── Input for this task
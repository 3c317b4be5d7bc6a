//! tally server binary.
//!
//! - Config: `TALLY_CONFIG` (default `tally.yaml`)
//! - Logging: `RUST_LOG` (default `info`)
//! - Snapshot stores autosave in the background and save once more on shutdown

use std::net::SocketAddr;
use std::sync::Arc;
use std::time::Duration;

use tokio::signal;
use tracing_subscriber::{fmt, EnvFilter};

use tally_core::clock::SystemClock;
use tally_core::error::{Result, TallyError};
use tally_server::store::{self, OpenedStore};
use tally_server::{app_state, config, router};

const DEFAULT_CONFIG_PATH: &str = "tally.yaml";

#[tokio::main]
async fn main() {
    let filter = EnvFilter::try_from_default_env().unwrap_or_else(|_| EnvFilter::new("info"));
    fmt().with_env_filter(filter).init();

    if let Err(e) = run().await {
        tracing::error!(code = e.client_code().as_str(), error = %e, "tally-server failed");
        std::process::exit(1);
    }
}

async fn run() -> Result<()> {
    let path = std::env::var("TALLY_CONFIG").unwrap_or_else(|_| DEFAULT_CONFIG_PATH.into());
    let cfg = config::load_from_file(&path)?;
    let listen: SocketAddr = cfg.server.listen.parse().map_err(|e| {
        TallyError::BadRequest(format!("server.listen must be a valid SocketAddr: {e}"))
    })?;

    let mut autosave = None;
    let opened = match &cfg.store {
        Some(section) => {
            let opened = store::open(section).await?;
            if let OpenedStore::Snapshot(snap) = &opened {
                let every = Duration::from_secs(section.snapshot_interval_secs);
                autosave = Some(tokio::spawn(Arc::clone(snap).autosave_loop(every)));
            }
            Some(opened)
        }
        None => {
            tracing::warn!("no store configured; every request will fail with NotConfigured");
            None
        }
    };

    if cfg.admin.token.is_none() {
        tracing::warn!("admin.token unset; the reset endpoint is open to any caller");
    }

    tracing::info!(
        config = %path,
        prefix = %cfg.server.api_prefix,
        utc_offset_hours = cfg.calendar.utc_offset_hours,
        retention_min_days = cfg.retention.min_age_days,
        retention_max_days = cfg.retention.max_age_days,
        "configuration loaded"
    );

    let state = app_state::AppState::new(
        cfg,
        opened.as_ref().map(OpenedStore::as_kv),
        Arc::new(SystemClock),
    )?;
    let app = router::build_router(state);

    let listener = tokio::net::TcpListener::bind(listen)
        .await
        .map_err(|e| TallyError::Internal(format!("bind {listen} failed: {e}")))?;
    tracing::info!(%listen, "tally-server starting");

    axum::serve(listener, app)
        .with_graceful_shutdown(shutdown_signal())
        .await
        .map_err(|e| TallyError::Internal(format!("server failed: {e}")))?;

    if let Some(task) = autosave {
        task.abort();
        // wait for an in-flight save to finish or be cancelled
        let _ = task.await;
    }

    if let Some(OpenedStore::Snapshot(snap)) = &opened {
        let n = snap.save().await?;
        tracing::info!(entries = n, path = %snap.path().display(), "final snapshot saved");
    }

    tracing::info!("tally-server stopped");
    Ok(())
}

async fn shutdown_signal() {
    let ctrl_c = async {
        if let Err(e) = signal::ctrl_c().await {
            tracing::error!(error = %e, "failed to listen for ctrl-c");
            std::future::pending::<()>().await;
        }
        tracing::info!("received ctrl-c, shutting down");
    };

    #[cfg(unix)]
    let terminate = async {
        match signal::unix::signal(signal::unix::SignalKind::terminate()) {
            Ok(mut sig) => {
                sig.recv().await;
                tracing::info!("received terminate signal, shutting down");
            }
            Err(e) => {
                tracing::error!(error = %e, "failed to install SIGTERM handler");
                std::future::pending::<()>().await;
            }
        }
    };

    #[cfg(not(unix))]
    let terminate = std::future::pending::<()>();

    tokio::select! {
        _ = ctrl_c => {},
        _ = terminate => {},
    }
}
use async_trait::async_trait;
use dashmap::DashMap;

use tally_core::error::Result;

use super::KvStore;

/// In-process store. Per-key last-write-wins, nothing else.
#[derive(Debug, Default)]
pub struct MemoryStore {
    entries: DashMap<String, String>,
}

impl MemoryStore {
    pub fn new() -> Self {
        Self {
            entries: DashMap::new(),
        }
    }

    /// Seed from existing pairs (snapshot load, tests).
    pub fn from_entries(pairs: impl IntoIterator<Item = (String, String)>) -> Self {
        let entries = DashMap::new();
        for (k, v) in pairs {
            entries.insert(k, v);
        }
        Self { entries }
    }

    pub fn len(&self) -> usize {
        self.entries.len()
    }

    pub fn is_empty(&self) -> bool {
        self.entries.is_empty()
    }

    pub fn contains(&self, key: &str) -> bool {
        self.entries.contains_key(key)
    }

    /// Point-in-time copy of all entries, sorted by key.
    pub fn entries(&self) -> Vec<(String, String)> {
        let mut out: Vec<(String, String)> = self
            .entries
            .iter()
            .map(|e| (e.key().clone(), e.value().clone()))
            .collect();
        out.sort();
        out
    }
}

#[async_trait]
impl KvStore for MemoryStore {
    async fn get(&self, key: &str) -> Result<Option<String>> {
        Ok(self.entries.get(key).map(|v| v.value().clone()))
    }

    async fn put(&self, key: &str, value: String) -> Result<()> {
        self.entries.insert(key.to_string(), value);
        Ok(())
    }

    async fn delete(&self, key: &str) -> Result<()> {
        self.entries.remove(key);
        Ok(())
    }
}
//! Shared application state for the tally server.
//!
//! Holds the validated config and, when a store is bound, the counter
//! service built on it. There is no other shared mutable state: every
//! counter lives in the store.

use std::sync::Arc;

use tally_core::clock::Clock;
use tally_core::error::{Result, TallyError};

use crate::config::TallyConfig;
use crate::counter::CounterService;
use crate::store::KvStore;

#[derive(Clone)]
pub struct AppState {
    inner: Arc<AppStateInner>,
}

struct AppStateInner {
    cfg: TallyConfig,
    clock: Arc<dyn Clock>,
    counter: Option<Arc<CounterService>>,
}

impl AppState {
    /// Build application state. `store == None` models a missing binding:
    /// the server still starts but answers every request with NotConfigured.
    pub fn new(
        cfg: TallyConfig,
        store: Option<Arc<dyn KvStore>>,
        clock: Arc<dyn Clock>,
    ) -> Result<Self> {
        let calendar = cfg.calendar.build()?;
        let retention = cfg.retention.build()?;

        let counter = store.map(|store| {
            Arc::new(CounterService::new(
                store,
                Arc::clone(&clock),
                calendar,
                retention,
            ))
        });

        Ok(Self {
            inner: Arc::new(AppStateInner { cfg, clock, counter }),
        })
    }

    pub fn cfg(&self) -> &TallyConfig {
        &self.inner.cfg
    }

    pub fn clock(&self) -> &dyn Clock {
        self.inner.clock.as_ref()
    }

    pub fn has_store(&self) -> bool {
        self.inner.counter.is_some()
    }

    pub fn counter(&self) -> Result<Arc<CounterService>> {
        self.inner
            .counter
            .as_ref()
            .map(Arc::clone)
            .ok_or(TallyError::NotConfigured)
    }

    /// `true` when no token is configured or `presented` matches it.
    pub fn admin_authorized(&self, presented: Option<&str>) -> bool {
        match self.inner.cfg.admin.token.as_deref() {
            None => true,
            Some(expected) => presented == Some(expected),
        }
    }

    /// Routes advertised by the 404 payload.
    pub fn available_endpoints(&self) -> Vec<String> {
        let p = &self.inner.cfg.server.api_prefix;
        vec![
            "GET /health".to_string(),
            format!("GET {p}/stats"),
            format!("POST {p}/visit"),
            format!("POST {p}/admin/reset"),
        ]
    }
}
//! Store key layout.
//!
//! The store is flat: every counter lives under its own string key.

/// All-time visit count.
pub const TOTAL_VISITS: &str = "total_visits";

/// Timestamp of the most recent visit write.
pub const LAST_UPDATED: &str = "last_updated";

/// Prefix for per-day buckets (`daily_YYYY-MM-DD`).
pub const DAILY_PREFIX: &str = "daily_";
//! tally server library entry.
//!
//! Wires config, the key-value store seam, the counter service, and the HTTP
//! surface into one router. Consumed by the binary (`main.rs`) and by
//! integration tests.

#![deny(clippy::unwrap_used)]
#![deny(clippy::expect_used)]
#![deny(clippy::panic)]

pub mod api;
pub mod app_state;
pub mod config;
pub mod counter;
pub mod ops;
pub mod router;
pub mod store;
//! Shared error type across tally crates.

use thiserror::Error;

/// Client-facing error codes (stable API).
#[derive(Debug, Clone, Copy, PartialEq, Eq)]
pub enum ClientCode {
    /// Invalid input or configuration.
    BadRequest,
    /// Unsupported config version.
    UnsupportedVersion,
    /// Missing or wrong admin token.
    Unauthorized,
    /// Key-value backend failed.
    StoreUnavailable,
    /// No store binding configured.
    NotConfigured,
    /// Internal server error.
    Internal,
}

impl ClientCode {
    /// String representation used in logs and config errors.
    pub fn as_str(self) -> &'static str {
        match self {
            ClientCode::BadRequest => "BAD_REQUEST",
            ClientCode::UnsupportedVersion => "UNSUPPORTED_VERSION",
            ClientCode::Unauthorized => "UNAUTHORIZED",
            ClientCode::StoreUnavailable => "STORE_UNAVAILABLE",
            ClientCode::NotConfigured => "NOT_CONFIGURED",
            ClientCode::Internal => "INTERNAL",
        }
    }
}

/// Shared result type.
pub type Result<T> = std::result::Result<T, TallyError>;

/// Unified error type used by core and server.
#[derive(Debug, Error)]
pub enum TallyError {
    #[error("bad request: {0}")]
    BadRequest(String),
    #[error("unsupported config version")]
    UnsupportedVersion,
    #[error("unauthorized")]
    Unauthorized,
    #[error("store unavailable: {0}")]
    StoreUnavailable(String),
    #[error("storage not configured")]
    NotConfigured,
    #[error("internal: {0}")]
    Internal(String),
}

impl TallyError {
    /// Map internal error to a stable client-facing code.
    pub fn client_code(&self) -> ClientCode {
        match self {
            TallyError::BadRequest(_) => ClientCode::BadRequest,
            TallyError::UnsupportedVersion => ClientCode::UnsupportedVersion,
            TallyError::Unauthorized => ClientCode::Unauthorized,
            TallyError::StoreUnavailable(_) => ClientCode::StoreUnavailable,
            TallyError::NotConfigured => ClientCode::NotConfigured,
            TallyError::Internal(_) => ClientCode::Internal,
        }
    }

    /// Shorthand for wrapping a backend failure.
    pub fn store(msg: impl Into<String>) -> Self {
        TallyError::StoreUnavailable(msg.into())
    }
}
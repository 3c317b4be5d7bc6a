//! JSON API handlers.
//!
//! Every response is a JSON envelope with a `success` flag. Failures go
//! through [`ApiError`] so store details are logged, never returned.

pub mod admin;
pub mod error;
pub mod stats;

use axum::{extract::State, http::StatusCode, response::IntoResponse, Json};
use serde_json::json;

use crate::app_state::AppState;

pub use error::ApiError;

/// Fallback for any unmatched path or method.
pub async fn not_found(State(state): State<AppState>) -> impl IntoResponse {
    (
        StatusCode::NOT_FOUND,
        Json(json!({
            "success": false,
            "error": "Not Found",
            "availableEndpoints": state.available_endpoints(),
        })),
    )
}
────
* Problem to work on *
Lines holding "TallyConfig" in the data above: copy each of them.

* Output for this task *
use crate::config::TallyConfig;
    cfg: TallyConfig,
        cfg: TallyConfig,
    pub fn cfg(&self) -> &TallyConfig {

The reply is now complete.